__Problem to work on__. Scan the records below and copy every line that contains the string "Decimal".
───── Records to process
impl OrderService {
    pub fn new(storage: Storage, stock: StockEngine) -> Self {
        Self { storage, stock }
    }

    // ========== Sessions ==========

    /// Open a session with the venue's active menu frozen into it
    pub fn open_session(&self, venue_id: &str, actor: &str) -> OrderResult<PosSession> {
        let txn = self.storage.begin_write()?;
        let session = {
            let index = txn.open_table(MENU_BY_VENUE)?;
            let docs = txn.open_table(MENU_ITEMS)?;
            let menu_items: Vec<MenuItem> = load_indexed(&index, &docs, venue_id)?;
            let menu = menu_items
                .into_iter()
                .filter(|m| m.active)
                .map(|m| {
                    (
                        m.id.clone(),
                        MenuSnapshotEntry {
                            menu_item_id: m.id,
                            name: m.name,
                            price: m.price,
                            tax_rate_bps: m.tax_rate_bps,
                            prep_area: m.prep_area,
                        },
                    )
                })
                .collect();

            let session = PosSession {
                id: shared::util::new_id(),
                venue_id: venue_id.to_string(),
                opened_by: actor.to_string(),
                opened_at: shared::util::now(),
                closed_at: None,
                status: SessionStatus::Open,
                menu,
            };
            let mut table = txn.open_table(POS_SESSIONS)?;
            put_doc(&mut table, &session.id, &session)?;
            session
        };
        txn.commit().map_err(StorageError::from)?;
        tracing::info!(session_id = %session.id, venue_id, menu_items = session.menu.len(), "POS session opened");
        Ok(session)
    }

    pub fn get_session(&self, session_id: &str) -> OrderResult<PosSession> {
        self.storage
            .get(POS_SESSIONS, session_id)?
            .ok_or_else(|| OrderError::SessionNotFound(session_id.to_string()))
    }

    pub fn close_session(&self, session_id: &str) -> OrderResult<PosSession> {
        let txn = self.storage.begin_write()?;
        let session = {
            let mut table = txn.open_table(POS_SESSIONS)?;
            let mut session: PosSession = get_doc(&table, session_id)?
                .ok_or_else(|| OrderError::SessionNotFound(session_id.to_string()))?;
            if session.status == SessionStatus::Closed {
                return Err(OrderError::SessionClosed(session_id.to_string()));
            }
            session.status = SessionStatus::Closed;
            session.closed_at = Some(shared::util::now());
            put_doc(&mut table, session_id, &session)?;
            session
        };
        txn.commit().map_err(StorageError::from)?;
        Ok(session)
    }

    // ========== Orders ==========

    pub fn create_order(&self, input: CreateOrder, actor: &str) -> OrderResult<Order> {
        let session = self.get_session(&input.session_id)?;
        if session.status != SessionStatus::Open {
            return Err(OrderError::SessionClosed(session.id));
        }

        let txn = self.storage.begin_write()?;
        let order = {
            let n = next_counter(&txn, "orders")?;
            let now = shared::util::now();
            let order = Order {
                id: shared::util::new_id(),
                display_id: shared::util::display_id("ORD", n),
                venue_id: session.venue_id,
                table_id: input.table_id,
                session_id: session.id,
                server_id: actor.to_string(),
                status: OrderStatus::Open,
                items: Vec::new(),
                totals: OrderTotals {
                    discount: input.discount,
                    ..Default::default()
                },
                payment_status: OrderPaymentStatus::Unpaid,
                created_at: now,
                updated_at: now,
                closed_at: None,
                voided_at: None,
                void_reason: None,
            };
            save_order(&txn, &order)?;
            order
        };
        txn.commit().map_err(StorageError::from)?;
        tracing::info!(order_id = %order.id, display_id = %order.display_id, "Order created");
        Ok(order)
    }

    pub fn get_order(&self, order_id: &str) -> OrderResult<Order> {
        self.storage
            .get(ORDERS, order_id)?
            .ok_or_else(|| OrderError::OrderNotFound(order_id.to_string()))
    }

    /// Orders of a venue, newest first
    pub fn list_orders(&self, venue_id: &str, status: Option<OrderStatus>) -> OrderResult<Vec<Order>> {
        let read_txn = self.storage.begin_read()?;
        let table = read_txn.open_table(ORDERS)?;
        let mut orders = Vec::new();
        for row in table.iter()? {
            let (_, value) = row?;
            let order: Order = serde_json::from_slice(value.value()).map_err(StorageError::from)?;
            if order.venue_id == venue_id && status.is_none_or(|s| s == order.status) {
                orders.push(order);
            }
        }
        orders.sort_by(|a, b| b.created_at.cmp(&a.created_at));
        Ok(orders)
    }

    /// Read-modify-write of one order in its own transaction
    fn modify(&self, order_id: &str, f: impl FnOnce(&mut Order) -> OrderResult<()>) -> OrderResult<Order> {
        let txn = self.storage.begin_write()?;
        let order = {
            let mut order = load_order(&txn, order_id)?;
            f(&mut order)?;
            order.updated_at = shared::util::now();
            save_order(&txn, &order)?;
            order
        };
        txn.commit().map_err(StorageError::from)?;
        Ok(order)
    }

    /// Add a line priced from the session snapshot
    pub fn add_item(&self, order_id: &str, input: AddItem) -> OrderResult<Order> {
        let order = self.get_order(order_id)?;
        let session = self.get_session(&order.session_id)?;
        let entry = session
            .menu
            .get(&input.menu_item_id)
            .cloned()
            .ok_or_else(|| OrderError::NotOnMenu(input.menu_item_id.clone()))?;

        let order = self.modify(order_id, |order| {
            if !matches!(
                order.status,
                OrderStatus::Open | OrderStatus::Sent | OrderStatus::Partial
            ) {
                return Err(invalid_state(order, "add items to"));
            }
            order.items.push(OrderItem {
                id: shared::util::new_id(),
                menu_item_id: entry.menu_item_id,
                name: entry.name,
                qty: input.qty,
                unit_price: entry.price,
                tax_rate_bps: entry.tax_rate_bps,
                prep_area: entry.prep_area,
                seat_no: input.seat_no,
                course_no: input.course_no,
                instructions: input.instructions,
                sent_at: None,
                ticket_id: None,
            });
            totals::recompute(order)?;
            if order.status != OrderStatus::Open {
                let paid = order.totals.paid;
                totals::settle(order, paid);
            }
            Ok(())
        })?;
        tracing::debug!(order_id = %order.id, items = order.items.len(), grand_total = order.totals.grand_total, "Order item added");
        Ok(order)
    }

    /// Remove a line that has not been sent
    pub fn remove_item(&self, order_id: &str, item_id: &str) -> OrderResult<Order> {
        self.modify(order_id, |order| {
            if !matches!(
                order.status,
                OrderStatus::Open | OrderStatus::Sent | OrderStatus::Partial
            ) {
                return Err(invalid_state(order, "remove items from"));
            }
            let pos = order
                .items
                .iter()
                .position(|i| i.id == item_id)
                .ok_or_else(|| OrderError::OrderItemNotFound(item_id.to_string()))?;
            if order.items[pos].sent_at.is_some() {
                return Err(OrderError::ItemSent(item_id.to_string()));
            }
            order.items.remove(pos);
            totals::recompute(order)?;
            if order.status != OrderStatus::Open {
                let paid = order.totals.paid;
                totals::settle(order, paid);
            }
            Ok(())
        })
    }

    /// Route unsent items to the kitchen and consume their stock
    ///
    /// A blocking stock policy failure rejects the whole send: no tickets,
    /// no ledger entries, items stay unsent.
    pub fn send(&self, order_id: &str) -> OrderResult<Order> {
        let order = self.get_order(order_id)?;
        if !matches!(
            order.status,
            OrderStatus::Open | OrderStatus::Sent | OrderStatus::Partial
        ) {
            return Err(invalid_state(&order, "send"));
        }
        let planned: BTreeSet<String> = order
            .items
            .iter()
            .filter(|i| i.sent_at.is_none())
            .map(|i| i.id.clone())
            .collect();
        if planned.is_empty() {
            return Err(OrderError::Empty(order.display_id));
        }

        let requirements = {
            let read_txn = self.storage.begin_read()?;
            let catalog = ReadCatalog::open(&read_txn)?;
            let mut needs: BTreeMap<String, (Decimal, Unit)> = BTreeMap::new();
            for item in order.items.iter().filter(|i| planned.contains(&i.id)) {
                for line in catalog.expand(&item.menu_item_id, Decimal::from(item.qty))? {
                    needs
                        .entry(line.item_id)
                        .or_insert((Decimal::ZERO, line.unit))
                        .0 += line.quantity;
                }
            }
            needs.retain(|_, (qty, _)| *qty > Decimal::ZERO);
            needs
        };
        let item_ids: Vec<String> = requirements.keys().cloned().collect();

        let order = self.stock.run(&item_ids, |batch| {
            let txn = batch.txn();
            let at = batch.at();
            let mut order = load_order(txn, order_id)?;
            if !matches!(
                order.status,
                OrderStatus::Open | OrderStatus::Sent | OrderStatus::Partial
            ) {
                return Err(invalid_state(&order, "send"));
            }

            for (item_id, (qty, unit)) in &requirements {
                batch.consume(
                    item_id,
                    *qty,
                    *unit,
                    LedgerReason::Consumption,
                    RefType::Order,
                    &order.id,
                )?;
            }

            let tickets = {
                let sending: Vec<&OrderItem> = order
                    .items
                    .iter()
                    .filter(|i| i.sent_at.is_none() && planned.contains(&i.id))
                    .collect();
                if sending.is_empty() {
                    return Err(OrderError::Empty(order.display_id.clone()));
                }
                kds::create_tickets(txn, &order, &sending, at)?
            };
            for ticket in &tickets {
                for ticket_item in &ticket.items {
                    if let Some(item) = order
                        .items
                        .iter_mut()
                        .find(|i| i.id == ticket_item.order_item_id)
                    {
                        item.sent_at = Some(at);
                        item.ticket_id = Some(ticket.id.clone());
                    }
                }
            }

            if order.status == OrderStatus::Open {
                order.status = OrderStatus::Sent;
            }
            order.updated_at = at;
            save_order(txn, &order)?;
            tracing::info!(
                order_id = %order.id,
                tickets = tickets.len(),
                stock_items = requirements.len(),
                "Order sent"
            );
            Ok(order)
        })?;
        Ok(order)
    }

    /// Void an unpaid order, crediting its stock back and withdrawing tickets
    pub fn void(&self, order_id: &str, input: VoidOrder, actor: &str) -> OrderResult<Order> {
        let order = self.get_order(order_id)?;
        check_voidable(&order)?;

        let item_ids = self
            .stock
            .ledger()
            .items_for_ref(RefType::Order, order_id)
            .map_err(StockError::from)?;

        self.stock.run(&item_ids, |batch| {
            let txn = batch.txn();
            let at = batch.at();
            let mut order = load_order(txn, order_id)?;
            check_voidable(&order)?;

            let credits = batch.reverse(RefType::Order, &order.id)?;
            let withdrawn = kds::withdraw_for_order(txn, &order.id, actor, at)?;

            order.status = OrderStatus::Voided;
            order.voided_at = Some(at);
            order.void_reason = input.reason.clone();
            order.updated_at = at;
            save_order(txn, &order)?;
            tracing::info!(
                order_id = %order.id,
                credits = credits.len(),
                tickets_withdrawn = withdrawn.len(),
                "Order voided"
            );
            Ok(order)
        })
    }

    pub fn close(&self, order_id: &str) -> OrderResult<Order> {
        let order = self.modify(order_id, |order| match order.status {
            OrderStatus::Paid => {
                order.status = OrderStatus::Closed;
                order.closed_at = Some(shared::util::now());
                Ok(())
            }
            OrderStatus::Sent | OrderStatus::Partial => {
                Err(OrderError::NotSettled(order.display_id.clone()))
            }
            _ => Err(invalid_state(order, "close")),
        })?;
        tracing::info!(order_id = %order.id, "Order closed");
        Ok(order)
    }
}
──────────
__Reply__.
            let mut needs: BTreeMap<String, (Decimal, Unit)> = BTreeMap::new();
                for line in catalog.expand(&item.menu_item_id, Decimal::from(item.qty))? {
                        .or_insert((Decimal::ZERO, line.unit))
            needs.retain(|_, (qty, _)| *qty > Decimal::ZERO);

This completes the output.